──────── Information shown

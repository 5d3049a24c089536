//! Plutus data: the structured argument type passed to scripts as datums and redeemers

use minicbor::{
    data::{Int, Tag, Type},
    decode, encode, Decoder, Encode, Encoder,
};

use crate::cbor;

#[derive(Debug, Clone, PartialEq, Eq)]
pub enum PlutusData {
    Constr { tag: u64, fields: Vec<PlutusData> },
    Map(Vec<(PlutusData, PlutusData)>),
    List(Vec<PlutusData>),
    Integer(i128),
    Bytes(Vec<u8>),
}

impl PlutusData {
    pub fn constr(tag: u64, fields: Vec<PlutusData>) -> Self {
        PlutusData::Constr { tag, fields }
    }

    pub fn bytes(bytes: impl Into<Vec<u8>>) -> Self {
        PlutusData::Bytes(bytes.into())
    }
}

// Constructor alternatives 0..=6 use tags 121..=127, 7..=127 use 1280..=1400,
// anything else falls back to tag 102 with an explicit alternative number.
const COMPACT_CONSTR_BASE: u64 = 121;
const EXTENDED_CONSTR_BASE: u64 = 1280;
const GENERAL_CONSTR_TAG: u64 = 102;
const BIG_UINT_TAG: u64 = 2;
const BIG_NINT_TAG: u64 = 3;

fn encode_list<C, W: encode::Write>(
    items: &[PlutusData],
    e: &mut Encoder<W>,
    ctx: &mut C,
) -> Result<(), encode::Error<W::Error>> {
    // Non-empty lists are indefinite, matching the node's own encoding
    if items.is_empty() {
        e.array(0)?;
    } else {
        e.begin_array()?;
        for item in items {
            item.encode(e, ctx)?;
        }
        e.end()?;
    }
    Ok(())
}

impl<C> minicbor::Encode<C> for PlutusData {
    fn encode<W: encode::Write>(
        &self,
        e: &mut Encoder<W>,
        ctx: &mut C,
    ) -> Result<(), encode::Error<W::Error>> {
        match self {
            PlutusData::Constr { tag, fields } => match *tag {
                0..=6 => {
                    e.tag(Tag::new(COMPACT_CONSTR_BASE + tag))?;
                    encode_list(fields, e, ctx)?;
                }
                7..=127 => {
                    e.tag(Tag::new(EXTENDED_CONSTR_BASE + tag - 7))?;
                    encode_list(fields, e, ctx)?;
                }
                _ => {
                    e.tag(Tag::new(GENERAL_CONSTR_TAG))?;
                    e.array(2)?;
                    e.u64(*tag)?;
                    encode_list(fields, e, ctx)?;
                }
            },
            PlutusData::Map(entries) => {
                e.map(entries.len() as u64)?;
                for (k, v) in entries {
                    k.encode(e, ctx)?;
                    v.encode(e, ctx)?;
                }
            }
            PlutusData::List(items) => encode_list(items, e, ctx)?,
            PlutusData::Integer(i) => match Int::try_from(*i) {
                Ok(int) => {
                    e.int(int)?;
                }
                Err(_) => {
                    let (tag, magnitude) = if *i < 0 {
                        (BIG_NINT_TAG, (-1 - *i) as u128)
                    } else {
                        (BIG_UINT_TAG, *i as u128)
                    };
                    let bytes = magnitude.to_be_bytes();
                    let first = bytes.iter().position(|b| *b != 0).unwrap_or(bytes.len() - 1);
                    e.tag(Tag::new(tag))?;
                    cbor::encode_chunked_bytes(&bytes[first..], e)?;
                }
            },
            PlutusData::Bytes(bytes) => cbor::encode_chunked_bytes(bytes, e)?,
        }
        Ok(())
    }
}

impl<'b, C> minicbor::Decode<'b, C> for PlutusData {
    fn decode(d: &mut Decoder<'b>, ctx: &mut C) -> Result<Self, decode::Error> {
        match d.datatype()? {
            Type::Tag => {
                let tag = d.tag()?.as_u64();
                match tag {
                    121..=127 => Ok(PlutusData::Constr {
                        tag: tag - COMPACT_CONSTR_BASE,
                        fields: cbor::decode_array(d, ctx, |d, ctx| d.decode_with(ctx))?,
                    }),
                    1280..=1400 => Ok(PlutusData::Constr {
                        tag: tag - EXTENDED_CONSTR_BASE + 7,
                        fields: cbor::decode_array(d, ctx, |d, ctx| d.decode_with(ctx))?,
                    }),
                    GENERAL_CONSTR_TAG => {
                        let size = d.array()?;
                        let alternative = d.u64()?;
                        let fields = cbor::decode_array(d, ctx, |d, ctx| d.decode_with(ctx))?;
                        if size.is_none() {
                            cbor::consume_break(d)?;
                        }
                        Ok(PlutusData::Constr {
                            tag: alternative,
                            fields,
                        })
                    }
                    BIG_UINT_TAG | BIG_NINT_TAG => {
                        let bytes = cbor::decode_chunked_bytes(d)?;
                        if bytes.len() > 16 {
                            return Err(decode::Error::message("big integer exceeds 128 bits"));
                        }
                        let magnitude =
                            bytes.iter().fold(0u128, |acc, b| (acc << 8) | u128::from(*b));
                        let magnitude = i128::try_from(magnitude)
                            .map_err(|_| decode::Error::message("big integer exceeds 128 bits"))?;
                        Ok(PlutusData::Integer(if tag == BIG_NINT_TAG {
                            -1 - magnitude
                        } else {
                            magnitude
                        }))
                    }
                    other => Err(decode::Error::message(format!(
                        "unexpected tag {other} in plutus data"
                    ))),
                }
            }
            Type::Map | Type::MapIndef => Ok(PlutusData::Map(cbor::decode_map(
                d,
                ctx,
                |d, ctx| Ok((d.decode_with(ctx)?, d.decode_with(ctx)?)),
            )?)),
            Type::Array | Type::ArrayIndef => Ok(PlutusData::List(cbor::decode_array(
                d,
                ctx,
                |d, ctx| d.decode_with(ctx),
            )?)),
            Type::U8
            | Type::U16
            | Type::U32
            | Type::U64
            | Type::I8
            | Type::I16
            | Type::I32
            | Type::I64
            | Type::Int => Ok(PlutusData::Integer(i128::from(d.int()?))),
            Type::Bytes | Type::BytesIndef => Ok(PlutusData::Bytes(cbor::decode_chunked_bytes(d)?)),
            other => Err(decode::Error::type_mismatch(other)),
        }
    }
}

────────────────

*What is needed:* Transcribe all of the entries without altering anything.

*Your solution:*
repository 5d3049a24c089536
//! Plutus data: the structured argument type passed to scripts as datums and redeemers

use minicbor::{
    data::{Int, Tag, Type},
    decode, encode, Decoder, Encode, Encoder,
};

use crate::cbor;

#[derive(Debug, Clone, PartialEq, Eq)]
pub enum PlutusData {
    Constr { tag: u64, fields: Vec<PlutusData> },
    Map(Vec<(PlutusData, PlutusData)>),
    List(Vec<PlutusData>),
    Integer(i128),
    Bytes(Vec<u8>),
}

impl PlutusData {
    pub fn constr(tag: u64, fields: Vec<PlutusData>) -> Self {
        PlutusData::Constr { tag, fields }
    }

    pub fn bytes(bytes: impl Into<Vec<u8>>) -> Self {
        PlutusData::Bytes(bytes.into())
    }
}

// Constructor alternatives 0..=6 use tags 121..=127, 7..=127 use 1280..=1400,
// anything else falls back to tag 102 with an explicit alternative number.
const COMPACT_CONSTR_BASE: u64 = 121;
const EXTENDED_CONSTR_BASE: u64 = 1280;
const GENERAL_CONSTR_TAG: u64 = 102;
const BIG_UINT_TAG: u64 = 2;
const BIG_NINT_TAG: u64 = 3;

fn encode_list<C, W: encode::Write>(
    items: &[PlutusData],
    e: &mut Encoder<W>,
    ctx: &mut C,
) -> Result<(), encode::Error<W::Error>> {
    // Non-empty lists are indefinite, matching the node's own encoding
    if items.is_empty() {
        e.array(0)?;
    } else {
        e.begin_array()?;
        for item in items {
            item.encode(e, ctx)?;
        }
        e.end()?;
    }
    Ok(())
}

impl<C> minicbor::Encode<C> for PlutusData {
    fn encode<W: encode::Write>(
        &self,
        e: &mut Encoder<W>,
        ctx: &mut C,
    ) -> Result<(), encode::Error<W::Error>> {
        match self {
            PlutusData::Constr { tag, fields } => match *tag {
                0..=6 => {
                    e.tag(Tag::new(COMPACT_CONSTR_BASE + tag))?;
                    encode_list(fields, e, ctx)?;
                }
                7..=127 => {
                    e.tag(Tag::new(EXTENDED_CONSTR_BASE + tag - 7))?;
                    encode_list(fields, e, ctx)?;
                }
                _ => {
                    e.tag(Tag::new(GENERAL_CONSTR_TAG))?;
                    e.array(2)?;
                    e.u64(*tag)?;
                    encode_list(fields, e, ctx)?;
                }
            },
            PlutusData::Map(entries) => {
                e.map(entries.len() as u64)?;
                for (k, v) in entries {
                    k.encode(e, ctx)?;
                    v.encode(e, ctx)?;
                }
            }
            PlutusData::List(items) => encode_list(items, e, ctx)?,
            PlutusData::Integer(i) => match Int::try_from(*i) {
                Ok(int) => {
                    e.int(int)?;
                }
                Err(_) => {
                    let (tag, magnitude) = if *i < 0 {
                        (BIG_NINT_TAG, (-1 - *i) as u128)
                    } else {
                        (BIG_UINT_TAG, *i as u128)
                    };
                    let bytes = magnitude.to_be_bytes();
                    let first = bytes.iter().position(|b| *b != 0).unwrap_or(bytes.len() - 1);
                    e.tag(Tag::new(tag))?;
                    cbor::encode_chunked_bytes(&bytes[first..], e)?;
                }
            },
            PlutusData::Bytes(bytes) => cbor::encode_chunked_bytes(bytes, e)?,
        }
        Ok(())
    }
}

impl<'b, C> minicbor::Decode<'b, C> for PlutusData {
    fn decode(d: &mut Decoder<'b>, ctx: &mut C) -> Result<Self, decode::Error> {
        match d.datatype()? {
            Type::Tag => {
                let tag = d.tag()?.as_u64();
                match tag {
                    121..=127 => Ok(PlutusData::Constr {
                        tag: tag - COMPACT_CONSTR_BASE,
                        fields: cbor::decode_array(d, ctx, |d, ctx| d.decode_with(ctx))?,
                    }),
                    1280..=1400 => Ok(PlutusData::Constr {
                        tag: tag - EXTENDED_CONSTR_BASE + 7,
                        fields: cbor::decode_array(d, ctx, |d, ctx| d.decode_with(ctx))?,
                    }),
                    GENERAL_CONSTR_TAG => {
                        let size = d.array()?;
                        let alternative = d.u64()?;
                        let fields = cbor::decode_array(d, ctx, |d, ctx| d.decode_with(ctx))?;
                        if size.is_none() {
                            cbor::consume_break(d)?;
                        }
                        Ok(PlutusData::Constr {
                            tag: alternative,
                            fields,
                        })
                    }
                    BIG_UINT_TAG | BIG_NINT_TAG => {
                        let bytes = cbor::decode_chunked_bytes(d)?;
                        if bytes.len() > 16 {
                            return Err(decode::Error::message("big integer exceeds 128 bits"));
                        }
                        let magnitude =
                            bytes.iter().fold(0u128, |acc, b| (acc << 8) | u128::from(*b));
                        let magnitude = i128::try_from(magnitude)
                            .map_err(|_| decode::Error::message("big integer exceeds 128 bits"))?;
                        Ok(PlutusData::Integer(if tag == BIG_NINT_TAG {
                            -1 - magnitude
                        } else {
                            magnitude
                        }))
                    }
                    other => Err(decode::Error::message(format!(
                        "unexpected tag {other} in plutus data"
                    ))),
                }
            }
            Type::Map | Type::MapIndef => Ok(PlutusData::Map(cbor::decode_map(
                d,
                ctx,
                |d, ctx| Ok((d.decode_with(ctx)?, d.decode_with(ctx)?)),
            )?)),
            Type::Array | Type::ArrayIndef => Ok(PlutusData::List(cbor::decode_array(
                d,
                ctx,
                |d, ctx| d.decode_with(ctx),
            )?)),
            Type::U8
            | Type::U16
            | Type::U32
            | Type::U64
            | Type::I8
            | Type::I16
            | Type::I32
            | Type::I64
            | Type::Int => Ok(PlutusData::Integer(i128::from(d.int()?))),
            Type::Bytes | Type::BytesIndef => Ok(PlutusData::Bytes(cbor::decode_chunked_bytes(d)?)),
            other => Err(decode::Error::type_mismatch(other)),
        }
    }
}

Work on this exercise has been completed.